Accuracy and stability of the hyperbolic model time integration scheme revisited
Mikhail A. Botchev
TL;DR
The paper reexamines the hyperbolic-model (HM) time integration scheme for parabolic problems, which augments the PDE with a small second-order time derivative to enable explicit stepping. It derives detailed local-error bounds and shows that the HM local error is fourth-order in the time step $\tau$ for fixed $\varepsilon$, and third-order when $\varepsilon=\mathcal{O}(\tau)$, leading to global convergence of order $2$ or $3$ with respect to the original IVP. A complete stability analysis reveals that for symmetric positive definite $A$, the eigenvalues of the HM amplification matrix $S$ satisfy $|\xi|<1$ if and only if $\varepsilon > \tau^2\lambda_{\max}/4$ (i.e., $\tau<\sqrt{4\varepsilon/\lambda_{\max}}$); however, $\|S^n\|$ can grow significantly when eigenvalues of blocks $S_j$ are nearly equal, potentially compromising convergence despite eigenvalues lying inside the unit disk.
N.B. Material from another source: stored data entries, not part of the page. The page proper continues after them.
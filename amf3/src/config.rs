use std::borrow::Cow;

/// Limits applied while decoding untrusted input.
///
/// The tables grow for the whole session otherwise, and nesting is bounded
/// only by the call stack.
#[derive(Debug, Clone)]
pub struct DecoderConfig {
    /// Maximum nesting of arrays and objects.
    pub max_depth: Option<usize>,
    /// Maximum number of strings in the string table.
    pub max_strings: Option<usize>,
    /// Maximum number of arrays and objects in the object table.
    pub max_objects: Option<usize>,
}

impl Default for DecoderConfig {
    fn default() -> Self {
        Self {
            max_depth: Some(256),
            max_strings: None,
            max_objects: None,
        }
    }
}

#[derive(Debug, Clone, Default)]
pub struct EncoderConfig {
    pub field_naming: FieldNaming,
}

/// How record fields without an explicit wire name are named on the wire.
#[derive(Debug, Clone, Copy, Default, PartialEq, Eq)]
pub enum FieldNaming {
    /// `message_id` is written as `messageId`.
    #[default]
    CamelCase,
    /// Field identifiers are written as declared.
    Declared,
}

impl FieldNaming {
    pub fn apply(self, ident: &str) -> Cow<'_, str> {
        match self {
            Self::Declared => Cow::Borrowed(ident),
            Self::CamelCase if !ident.contains('_') => Cow::Borrowed(ident),
            Self::CamelCase => Cow::Owned(to_camel_case(ident)),
        }
    }
}

pub(crate) fn to_camel_case(ident: &str) -> String {
    let mut camel = String::with_capacity(ident.len());
    let mut upper_next = false;
    for c in ident.chars() {
        if c == '_' {
            upper_next = !camel.is_empty();
        } else if upper_next {
            camel.extend(c.to_uppercase());
            upper_next = false;
        } else {
            camel.push(c);
        }
    }
    camel
}
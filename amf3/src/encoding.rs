use std::{
    any::{Any, type_name},
    collections::{BTreeMap, HashMap},
    io::Write,
    rc::Rc,
};

use bytes::{BufMut, BytesMut};
use tracing::{debug, trace};

use crate::{
    EncodeError, EncoderConfig, Field, Shared,
    marker::{ARRAY, DOUBLE, DYNAMIC_ANONYMOUS_TRAIT, FALSE, INTEGER, NULL, OBJECT, STRING, TRUE},
    tables::{IdentityIndex, StringIndex},
    u29::{F64_SAFE_MAX, I29_MAX, I29_MIN, U28_MAX, U29_MAX, put_u29, u29_from_i29},
};

/// Allocation identity of a [`Shared`] handle.
pub struct Identity {
    addr: usize,
    handle: Rc<dyn Any>,
}

impl Identity {
    pub fn of<T: 'static>(shared: &Shared<T>) -> Self {
        Self {
            addr: Rc::as_ptr(shared) as *const () as usize,
            handle: shared.clone(),
        }
    }
}

/// Source of an encoded value.
pub trait Encode {
    fn encode<W: Write>(&self, encoder: &mut Encoder<W>) -> Result<(), EncodeError>;

    /// Encode `self` as the value behind a shared handle. Composites pass
    /// `identity` on so repeated handles become back-references.
    fn encode_shared<W: Write>(
        &self,
        encoder: &mut Encoder<W>,
        _identity: Identity,
    ) -> Result<(), EncodeError> {
        self.encode(encoder)
    }
}

/// Writes AMF3 values to a blocking byte stream.
///
/// Each primitive is assembled in an internal buffer and handed to the
/// writer with a single `write_all`.
pub struct Encoder<W> {
    writer: W,
    config: EncoderConfig,
    buf: BytesMut,
    strings: StringIndex,
    objects: IdentityIndex,
}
Numerical tests corroborate these findings, showing non-monotone behavior and a practical link between amplification growth and the eigenvalue spacing $|\xi_1-\xi_2|$. The work highlights the need for adaptive or more sophisticated parameter choices and diagnostic indicators when employing the HM scheme for stiff parabolic problems.
Abstract
The hyperbolic model (HM) time integration scheme tackles parabolic problems by adding a small artificial second order time derivative term. Described by Samarskii in his 1971 book, the scheme reappeared as the generalized Du Fort-Frankel scheme in a 1976 paper by Gottlieb and Gustafsson. In this note we revisit accuracy and stability properties of the scheme. In particular, we show that the stability condition, formulated by Samarskii based on operator inequalities, coincides with the requirement that the eigenvalues of the amplification matrix (the stability function operator) are smaller than one in absolute value. However, under this condition, the norm of this matrix may exceed one and this, as recently pointed out by Corem and Ditkowski (2012), may corrupt convergence of the scheme. Hence, we also discuss whether this eventual stability lack can be detected and mitigated in practice.